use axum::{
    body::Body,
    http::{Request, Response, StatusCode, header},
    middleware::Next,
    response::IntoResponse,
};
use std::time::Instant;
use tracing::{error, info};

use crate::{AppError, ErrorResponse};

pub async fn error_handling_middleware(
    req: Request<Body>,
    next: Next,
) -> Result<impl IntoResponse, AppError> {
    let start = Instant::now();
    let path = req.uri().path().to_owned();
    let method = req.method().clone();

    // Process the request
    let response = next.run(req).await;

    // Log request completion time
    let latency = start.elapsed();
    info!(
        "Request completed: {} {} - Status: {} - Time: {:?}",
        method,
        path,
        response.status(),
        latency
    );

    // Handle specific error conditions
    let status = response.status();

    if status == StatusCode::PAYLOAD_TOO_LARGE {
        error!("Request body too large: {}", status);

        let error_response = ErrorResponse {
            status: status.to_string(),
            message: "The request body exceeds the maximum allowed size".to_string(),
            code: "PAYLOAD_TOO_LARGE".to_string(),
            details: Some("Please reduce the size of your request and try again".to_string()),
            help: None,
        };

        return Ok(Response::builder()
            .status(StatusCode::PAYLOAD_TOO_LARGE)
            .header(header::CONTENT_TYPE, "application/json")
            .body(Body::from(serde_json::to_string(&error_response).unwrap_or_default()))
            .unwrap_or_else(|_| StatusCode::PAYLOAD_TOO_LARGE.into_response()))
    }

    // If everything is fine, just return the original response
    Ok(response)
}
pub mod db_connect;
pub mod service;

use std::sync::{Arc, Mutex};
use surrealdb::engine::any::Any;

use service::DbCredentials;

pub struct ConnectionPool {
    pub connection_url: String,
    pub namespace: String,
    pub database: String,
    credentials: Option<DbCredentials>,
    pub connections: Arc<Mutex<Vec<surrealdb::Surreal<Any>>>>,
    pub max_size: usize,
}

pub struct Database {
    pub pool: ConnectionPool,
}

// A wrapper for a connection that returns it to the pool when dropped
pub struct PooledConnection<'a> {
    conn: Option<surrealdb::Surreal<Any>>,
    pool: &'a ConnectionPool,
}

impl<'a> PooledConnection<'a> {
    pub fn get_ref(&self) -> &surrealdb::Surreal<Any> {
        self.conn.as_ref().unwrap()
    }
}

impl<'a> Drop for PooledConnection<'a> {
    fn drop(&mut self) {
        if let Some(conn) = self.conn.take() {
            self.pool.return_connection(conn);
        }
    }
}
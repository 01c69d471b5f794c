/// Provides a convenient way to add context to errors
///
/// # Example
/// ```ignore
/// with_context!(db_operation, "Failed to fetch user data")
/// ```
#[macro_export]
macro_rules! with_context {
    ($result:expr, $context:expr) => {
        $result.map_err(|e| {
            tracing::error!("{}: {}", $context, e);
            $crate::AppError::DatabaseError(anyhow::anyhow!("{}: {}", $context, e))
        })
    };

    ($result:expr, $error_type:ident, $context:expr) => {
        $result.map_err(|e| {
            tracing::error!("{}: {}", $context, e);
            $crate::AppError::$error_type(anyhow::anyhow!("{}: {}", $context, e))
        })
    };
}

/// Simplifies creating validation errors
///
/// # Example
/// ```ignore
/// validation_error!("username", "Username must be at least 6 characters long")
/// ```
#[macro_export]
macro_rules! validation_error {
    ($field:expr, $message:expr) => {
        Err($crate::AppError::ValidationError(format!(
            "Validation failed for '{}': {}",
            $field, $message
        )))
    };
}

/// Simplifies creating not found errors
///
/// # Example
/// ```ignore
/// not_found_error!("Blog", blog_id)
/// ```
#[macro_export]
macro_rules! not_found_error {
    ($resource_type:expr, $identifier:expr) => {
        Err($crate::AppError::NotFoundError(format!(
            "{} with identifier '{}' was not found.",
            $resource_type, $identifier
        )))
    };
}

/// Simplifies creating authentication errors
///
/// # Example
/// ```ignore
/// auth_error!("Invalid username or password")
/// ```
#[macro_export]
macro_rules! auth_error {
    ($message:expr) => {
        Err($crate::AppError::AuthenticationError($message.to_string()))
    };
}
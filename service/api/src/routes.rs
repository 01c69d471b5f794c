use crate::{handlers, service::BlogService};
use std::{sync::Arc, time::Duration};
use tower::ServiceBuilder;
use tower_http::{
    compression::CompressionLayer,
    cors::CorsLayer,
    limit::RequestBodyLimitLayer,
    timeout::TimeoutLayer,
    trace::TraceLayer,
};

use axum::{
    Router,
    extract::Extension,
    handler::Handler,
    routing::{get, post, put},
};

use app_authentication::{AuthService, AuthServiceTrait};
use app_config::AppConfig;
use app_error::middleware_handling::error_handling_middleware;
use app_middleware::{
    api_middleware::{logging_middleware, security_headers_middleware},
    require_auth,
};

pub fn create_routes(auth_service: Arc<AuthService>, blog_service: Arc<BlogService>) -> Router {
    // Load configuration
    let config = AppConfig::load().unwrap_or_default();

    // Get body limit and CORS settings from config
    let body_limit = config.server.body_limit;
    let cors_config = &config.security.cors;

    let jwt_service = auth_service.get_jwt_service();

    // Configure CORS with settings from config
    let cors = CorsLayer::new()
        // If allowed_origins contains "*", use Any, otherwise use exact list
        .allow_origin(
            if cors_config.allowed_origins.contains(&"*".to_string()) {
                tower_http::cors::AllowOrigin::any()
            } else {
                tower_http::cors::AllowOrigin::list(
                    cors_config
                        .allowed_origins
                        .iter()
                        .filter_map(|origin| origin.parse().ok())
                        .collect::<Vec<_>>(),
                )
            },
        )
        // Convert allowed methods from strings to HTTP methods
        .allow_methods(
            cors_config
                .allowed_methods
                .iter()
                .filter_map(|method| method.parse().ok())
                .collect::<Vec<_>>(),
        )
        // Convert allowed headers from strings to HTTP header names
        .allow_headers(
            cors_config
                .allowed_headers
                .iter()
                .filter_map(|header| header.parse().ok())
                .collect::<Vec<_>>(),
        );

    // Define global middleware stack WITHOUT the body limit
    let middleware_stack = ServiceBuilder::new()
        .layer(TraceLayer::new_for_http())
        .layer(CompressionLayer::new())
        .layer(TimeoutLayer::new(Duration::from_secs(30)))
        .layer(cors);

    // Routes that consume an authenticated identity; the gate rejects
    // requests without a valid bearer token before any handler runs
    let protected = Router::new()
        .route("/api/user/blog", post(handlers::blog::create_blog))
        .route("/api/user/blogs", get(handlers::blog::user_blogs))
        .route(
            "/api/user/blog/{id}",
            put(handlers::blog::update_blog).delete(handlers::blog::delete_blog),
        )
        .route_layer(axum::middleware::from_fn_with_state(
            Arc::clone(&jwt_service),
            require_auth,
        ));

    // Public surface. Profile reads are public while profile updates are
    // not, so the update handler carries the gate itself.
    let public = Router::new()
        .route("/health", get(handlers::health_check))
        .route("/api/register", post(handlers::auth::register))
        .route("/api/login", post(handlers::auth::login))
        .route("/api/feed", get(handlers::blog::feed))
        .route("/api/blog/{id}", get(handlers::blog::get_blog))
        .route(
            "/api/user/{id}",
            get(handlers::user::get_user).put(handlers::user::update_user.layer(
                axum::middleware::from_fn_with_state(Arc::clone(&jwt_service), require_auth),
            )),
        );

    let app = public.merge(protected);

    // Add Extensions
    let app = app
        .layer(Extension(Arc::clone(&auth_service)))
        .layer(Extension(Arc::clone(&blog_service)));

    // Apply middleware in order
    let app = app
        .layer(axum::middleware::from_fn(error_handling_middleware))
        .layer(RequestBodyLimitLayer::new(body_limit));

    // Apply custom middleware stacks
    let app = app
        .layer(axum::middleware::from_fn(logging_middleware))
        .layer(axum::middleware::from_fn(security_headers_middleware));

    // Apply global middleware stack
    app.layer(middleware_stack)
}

What you are asked to do → Give the data again in full, keeping every line as it was.

Answer to this problem →
use axum::{
    body::Body,
    http::{Request, Response, StatusCode, header},
    middleware::Next,
    response::IntoResponse,
};
use std::time::Instant;
use tracing::{error, info};

use crate::{AppError, ErrorResponse};

pub async fn error_handling_middleware(
    req: Request<Body>,
    next: Next,
) -> Result<impl IntoResponse, AppError> {
    let start = Instant::now();
    let path = req.uri().path().to_owned();
    let method = req.method().clone();

    // Process the request
    let response = next.run(req).await;

    // Log request completion time
    let latency = start.elapsed();
    info!(
        "Request completed: {} {} - Status: {} - Time: {:?}",
        method,
        path,
        response.status(),
        latency
    );

    // Handle specific error conditions
    let status = response.status();

    if status == StatusCode::PAYLOAD_TOO_LARGE {
        error!("Request body too large: {}", status);

        let error_response = ErrorResponse {
            status: status.to_string(),
            message: "The request body exceeds the maximum allowed size".to_string(),
            code: "PAYLOAD_TOO_LARGE".to_string(),
            details: Some("Please reduce the size of your request and try again".to_string()),
            help: None,
        };

        return Ok(Response::builder()
            .status(StatusCode::PAYLOAD_TOO_LARGE)
            .header(header::CONTENT_TYPE, "application/json")
            .body(Body::from(serde_json::to_string(&error_response).unwrap_or_default()))
            .unwrap_or_else(|_| StatusCode::PAYLOAD_TOO_LARGE.into_response()))
    }

    // If everything is fine, just return the original response
    Ok(response)
}
pub mod db_connect;
pub mod service;

use std::sync::{Arc, Mutex};
use surrealdb::engine::any::Any;

use service::DbCredentials;

pub struct ConnectionPool {
    pub connection_url: String,
    pub namespace: String,
    pub database: String,
    credentials: Option<DbCredentials>,
    pub connections: Arc<Mutex<Vec<surrealdb::Surreal<Any>>>>,
    pub max_size: usize,
}

pub struct Database {
    pub pool: ConnectionPool,
}

// A wrapper for a connection that returns it to the pool when dropped
pub struct PooledConnection<'a> {
    conn: Option<surrealdb::Surreal<Any>>,
    pool: &'a ConnectionPool,
}

impl<'a> PooledConnection<'a> {
    pub fn get_ref(&self) -> &surrealdb::Surreal<Any> {
        self.conn.as_ref().unwrap()
    }
}

impl<'a> Drop for PooledConnection<'a> {
    fn drop(&mut self) {
        if let Some(conn) = self.conn.take() {
            self.pool.return_connection(conn);
        }
    }
}
repository 01c69d471b5f794c
/// Provides a convenient way to add context to errors
///
/// # Example
/// ```ignore
/// with_context!(db_operation, "Failed to fetch user data")
/// ```
#[macro_export]
macro_rules! with_context {
    ($result:expr, $context:expr) => {
        $result.map_err(|e| {
            tracing::error!("{}: {}", $context, e);
            $crate::AppError::DatabaseError(anyhow::anyhow!("{}: {}", $context, e))
        })
    };

    ($result:expr, $error_type:ident, $context:expr) => {
        $result.map_err(|e| {
            tracing::error!("{}: {}", $context, e);
            $crate::AppError::$error_type(anyhow::anyhow!("{}: {}", $context, e))
        })
    };
}

/// Simplifies creating validation errors
///
/// # Example
/// ```ignore
/// validation_error!("username", "Username must be at least 6 characters long")
/// ```
#[macro_export]
macro_rules! validation_error {
    ($field:expr, $message:expr) => {
        Err($crate::AppError::ValidationError(format!(
            "Validation failed for '{}': {}",
            $field, $message
        )))
    };
}

/// Simplifies creating not found errors
///
/// # Example
/// ```ignore
/// not_found_error!("Blog", blog_id)
/// ```
#[macro_export]
macro_rules! not_found_error {
    ($resource_type:expr, $identifier:expr) => {
        Err($crate::AppError::NotFoundError(format!(
            "{} with identifier '{}' was not found.",
            $resource_type, $identifier
        )))
    };
}

/// Simplifies creating authentication errors
///
/// # Example
/// ```ignore
/// auth_error!("Invalid username or password")
/// ```
#[macro_export]
macro_rules! auth_error {
    ($message:expr) => {
        Err($crate::AppError::AuthenticationError($message.to_string()))
    };
}
filename service/api/src/routes.rs
repository 01c69d471b5f794c
use crate::{handlers, service::BlogService};
use std::{sync::Arc, time::Duration};
use tower::ServiceBuilder;
use tower_http::{
    compression::CompressionLayer,
    cors::CorsLayer,
    limit::RequestBodyLimitLayer,
    timeout::TimeoutLayer,
    trace::TraceLayer,
};

use axum::{
    Router,
    extract::Extension,
    handler::Handler,
    routing::{get, post, put},
};

use app_authentication::{AuthService, AuthServiceTrait};
use app_config::AppConfig;
use app_error::middleware_handling::error_handling_middleware;
use app_middleware::{
    api_middleware::{logging_middleware, security_headers_middleware},
    require_auth,
};

pub fn create_routes(auth_service: Arc<AuthService>, blog_service: Arc<BlogService>) -> Router {
    // Load configuration
    let config = AppConfig::load().unwrap_or_default();

    // Get body limit and CORS settings from config
    let body_limit = config.server.body_limit;
    let cors_config = &config.security.cors;

    let jwt_service = auth_service.get_jwt_service();

    // Configure CORS with settings from config
    let cors = CorsLayer::new()
        // If allowed_origins contains "*", use Any, otherwise use exact list
        .allow_origin(
            if cors_config.allowed_origins.contains(&"*".to_string()) {
                tower_http::cors::AllowOrigin::any()
            } else {
                tower_http::cors::AllowOrigin::list(
                    cors_config
                        .allowed_origins
                        .iter()
                        .filter_map(|origin| origin.parse().ok())
                        .collect::<Vec<_>>(),
                )
            },
        )
        // Convert allowed methods from strings to HTTP methods
        .allow_methods(
            cors_config
                .allowed_methods
                .iter()
                .filter_map(|method| method.parse().ok())
                .collect::<Vec<_>>(),
        )
        // Convert allowed headers from strings to HTTP header names
        .allow_headers(
            cors_config
                .allowed_headers
                .iter()
                .filter_map(|header| header.parse().ok())
                .collect::<Vec<_>>(),
        );

    // Define global middleware stack WITHOUT the body limit
    let middleware_stack = ServiceBuilder::new()
        .layer(TraceLayer::new_for_http())
        .layer(CompressionLayer::new())
        .layer(TimeoutLayer::new(Duration::from_secs(30)))
        .layer(cors);

    // Routes that consume an authenticated identity; the gate rejects
    // requests without a valid bearer token before any handler runs
    let protected = Router::new()
        .route("/api/user/blog", post(handlers::blog::create_blog))
        .route("/api/user/blogs", get(handlers::blog::user_blogs))
        .route(
            "/api/user/blog/{id}",
            put(handlers::blog::update_blog).delete(handlers::blog::delete_blog),
        )
        .route_layer(axum::middleware::from_fn_with_state(
            Arc::clone(&jwt_service),
            require_auth,
        ));

    // Public surface. Profile reads are public while profile updates are
    // not, so the update handler carries the gate itself.
    let public = Router::new()
        .route("/health", get(handlers::health_check))
        .route("/api/register", post(handlers::auth::register))
        .route("/api/login", post(handlers::auth::login))
        .route("/api/feed", get(handlers::blog::feed))
        .route("/api/blog/{id}", get(handlers::blog::get_blog))
        .route(
            "/api/user/{id}",
            get(handlers::user::get_user).put(handlers::user::update_user.layer(
                axum::middleware::from_fn_with_state(Arc::clone(&jwt_service), require_auth),
            )),
        );

    let app = public.merge(protected);

    // Add Extensions
    let app = app
        .layer(Extension(Arc::clone(&auth_service)))
        .layer(Extension(Arc::clone(&blog_service)));

    // Apply middleware in order
    let app = app
        .layer(axum::middleware::from_fn(error_handling_middleware))
        .layer(RequestBodyLimitLayer::new(body_limit));

    // Apply custom middleware stacks
    let app = app
        .layer(axum::middleware::from_fn(logging_middleware))
        .layer(axum::middleware::from_fn(security_headers_middleware));

    // Apply global middleware stack
    app.layer(middleware_stack)
}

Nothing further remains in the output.